Following the Dow Jones hitting its all-time high on Monday, indices saw trade War optimism run out of steam on Tuesday. European markets began in a fairly unenthusiastic manner, with tensions not yet resolved and today’s UK services PMI.
Commenting on the market’s opening movements and trade war tensions, Spreadex Financial Analyst Connor Campbell stated,
“The swell of trade optimism, enough to drive the Dow Jones to a fresh all-time high on Monday evening, failed to really carry over to Tuesday morning.”
“Instead the European markets yawned their way through the open, huffing the fumes of yesterday’s positivity to ensure that at the very least they kept their recent multi-week/month/year highs intact.”
“The FTSE, which is yet to recover all the losses incurred at the very start of October, added a handful of points, unable to cross 7400 but still at its best price in a month. The DAX was sitting pretty at 13130 without really moving, while the CAC was similarly unchanged at 5820, a level last seen 12 years prior.”

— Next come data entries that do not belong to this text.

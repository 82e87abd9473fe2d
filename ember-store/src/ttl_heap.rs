//! Per-shard TTL min-heap with back-pointer repair.
//!
//! The heap owns an array of `(expire_at, key)` slots ordered by `expire_at`; each slot's
//! position is mirrored into the owning entry's `heap_index` so shard operations can remove or
//! re-heapify a specific key in O(log n). Every method takes the shard map so both structures
//! mutate inside the caller's critical section.

use crate::containers::HotMap;
use crate::entry::{Entry, HEAP_NONE};

/// One timed key.
#[derive(Debug, Clone, PartialEq, Eq)]
pub(crate) struct TtlSlot {
    pub(crate) expire_at: i64,
    pub(crate) key: Vec<u8>,
}

/// Min-heap on `expire_at`. Entries with no TTL are never inserted.
#[derive(Debug, Default)]
pub(crate) struct TtlHeap {
    slots: Vec<TtlSlot>,
}

impl TtlHeap {
    pub(crate) fn len(&self) -> usize {
        self.slots.len()
    }

    /// Earliest deadline currently tracked.
    pub(crate) fn peek(&self) -> Option<&TtlSlot> {
        self.slots.first()
    }

    /// Inserts a timed key and records its position in the entry.
    pub(crate) fn push(&mut self, items: &mut HotMap<Vec<u8>, Entry>, key: Vec<u8>, expire_at: i64) {
        let index = self.slots.len();
        self.slots.push(TtlSlot { expire_at, key });
        self.set_back_pointer(items, index);
        self.sift_up(items, index);
    }

    /// Removes and returns the slot with the minimum deadline.
    pub(crate) fn pop(&mut self, items: &mut HotMap<Vec<u8>, Entry>) -> Option<TtlSlot> {
        if self.slots.is_empty() {
            return None;
        }
        Some(self.remove(items, 0))
    }

    /// Removes the slot at `index`, restoring the heap order around it.
    pub(crate) fn remove(&mut self, items: &mut HotMap<Vec<u8>, Entry>, index: usize) -> TtlSlot {
        let last = self.slots.len() - 1;
        self.slots.swap(index, last);
        let removed = self.slots.pop().expect("swap guarantees a tail slot");
        if let Some(entry) = items.get_mut(&removed.key) {
            entry.heap_index = HEAP_NONE;
        }
        if index < self.slots.len() {
            self.set_back_pointer(items, index);
            self.sift_down(items, index);
            self.sift_up(items, index);
        }
        removed
    }

    /// Re-heapifies the slot at `index` after its deadline changed.
    pub(crate) fn repair(
        &mut self,
        items: &mut HotMap<Vec<u8>, Entry>,
        index: usize,
        expire_at: i64,
    ) {
        self.slots[index].expire_at = expire_at;
        self.sift_down(items, index);
        self.sift_up(items, index);
    }

    pub(crate) fn clear(&mut self) {
        self.slots.clear();
    }

    fn set_back_pointer(&self, items: &mut HotMap<Vec<u8>, Entry>, index: usize) {
        if let Some(entry) = items.get_mut(&self.slots[index].key) {
            entry.heap_index = index;
        }
    }

    fn sift_up(&mut self, items: &mut HotMap<Vec<u8>, Entry>, mut index: usize) {
        while index > 0 {
            let parent = (index - 1) / 2;
            if self.slots[index].expire_at >= self.slots[parent].expire_at {
                break;
            }
            self.slots.swap(index, parent);
            self.set_back_pointer(items, index);
            self.set_back_pointer(items, parent);
            index = parent;
        }
    }

    fn sift_down(&mut self, items: &mut HotMap<Vec<u8>, Entry>, mut index: usize) {
        let len = self.slots.len();
        loop {
            let left = 2 * index + 1;
            if left >= len {
                break;
            }
            let mut smallest = left;
            let right = left + 1;
            if right < len && self.slots[right].expire_at < self.slots[left].expire_at {
                smallest = right;
            }
            if self.slots[smallest].expire_at >= self.slots[index].expire_at {
                break;
            }
            self.slots.swap(index, smallest);
            self.set_back_pointer(items, index);
            self.set_back_pointer(items, smallest);
            index = smallest;
        }
    }

    /// Validates the min-heap property and map back-pointers. Test support.
    #[cfg(test)]
    pub(crate) fn check_consistency(&self, items: &HotMap<Vec<u8>, Entry>) -> bool {
        for (index, slot) in self.slots.iter().enumerate() {
            if index > 0 {
                let parent = (index - 1) / 2;
                if self.slots[parent].expire_at > slot.expire_at {
                    return false;
                }
            }
            match items.get(&slot.key) {
                Some(entry) if entry.heap_index == index => {}
                _ => return false,
            }
        }
        items
            .iter()
            .filter(|(_, entry)| entry.heap_index != HEAP_NONE)
            .all(|(_, entry)| entry.heap_index < self.slots.len())
    }
}

#[cfg(test)]
mod tests {
    use super::TtlHeap;
    use crate::containers::HotMap;
    use crate::entry::{Entry, HEAP_NONE};
    use googletest::prelude::*;
    use rstest::rstest;

    fn insert(items: &mut HotMap<Vec<u8>, Entry>, heap: &mut TtlHeap, key: &[u8], expire_at: i64) {
        items.insert(key.to_vec(), Entry::new(b"v".to_vec(), expire_at, 1));
        heap.push(items, key.to_vec(), expire_at);
    }

    #[rstest]
    fn pop_returns_deadlines_in_ascending_order() {
        let mut items = HotMap::new();
        let mut heap = TtlHeap::default();
        for (key, expire_at) in [(b"a", 50_i64), (b"b", 10), (b"c", 40), (b"d", 20), (b"e", 30)] {
            insert(&mut items, &mut heap, key, expire_at);
        }
        assert_that!(heap.check_consistency(&items), eq(true));

        let mut order = Vec::new();
        while let Some(slot) = heap.pop(&mut items) {
            items.remove(&slot.key);
            order.push(slot.expire_at);
        }
        assert_that!(order, eq(&vec![10, 20, 30, 40, 50]));
    }

    #[rstest]
    fn remove_from_middle_keeps_back_pointers_consistent() {
        let mut items = HotMap::new();
        let mut heap = TtlHeap::default();
        for (key, expire_at) in [
            (b"k0".as_slice(), 5_i64),
            (b"k1", 15),
            (b"k2", 25),
            (b"k3", 35),
            (b"k4", 45),
            (b"k5", 12),
        ] {
            insert(&mut items, &mut heap, key, expire_at);
        }

        let victim_index = items.get(b"k3".as_slice()).expect("inserted").heap_index;
        let removed = heap.remove(&mut items, victim_index);
        assert_that!(removed.expire_at, eq(35));
        assert_that!(items.get(b"k3".as_slice()).expect("still mapped").heap_index, eq(HEAP_NONE));
        assert_that!(heap.check_consistency(&items), eq(true));
        assert_that!(heap.len(), eq(5));
    }

    #[rstest]
    #[case(1)]
    #[case(90)]
    fn repair_moves_slot_to_its_new_rank(#[case] new_deadline: i64) {
        let mut items = HotMap::new();
        let mut heap = TtlHeap::default();
        for (key, expire_at) in [(b"a".as_slice(), 10_i64), (b"b", 20), (b"c", 30), (b"d", 40)] {
            insert(&mut items, &mut heap, key, expire_at);
        }

        let index = items.get(b"c".as_slice()).expect("inserted").heap_index;
        heap.repair(&mut items, index, new_deadline);
        items
            .get_mut(b"c".as_slice())
            .expect("inserted")
            .expire_at
            .store(new_deadline, std::sync::atomic::Ordering::Relaxed);
        assert_that!(heap.check_consistency(&items), eq(true));

        let mut order = Vec::new();
        while let Some(slot) = heap.pop(&mut items) {
            items.remove(&slot.key);
            order.push(slot.expire_at);
        }
        let mut expected = vec![10, 20, 40, new_deadline];
        expected.sort_unstable();
        assert_that!(order, eq(&expected));
    }
}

“Sterling, which on Monday showed its first election jitters – or, rather, the first since the vote was confirmed; in the run up to that announcement it was repeatedly anxious about the prospect – also failed to do much. Cable nudged up 0.1%, but remained shy of $1.29; against the euro, meanwhile, the pound was flat at €1.157.”
“If the currency is in the mood to look beyond politics, there’s the small matter of the latest UK services PMI. Analysts are expecting the mildest of improvements, from 49.5 to 49.6 month-on-month.”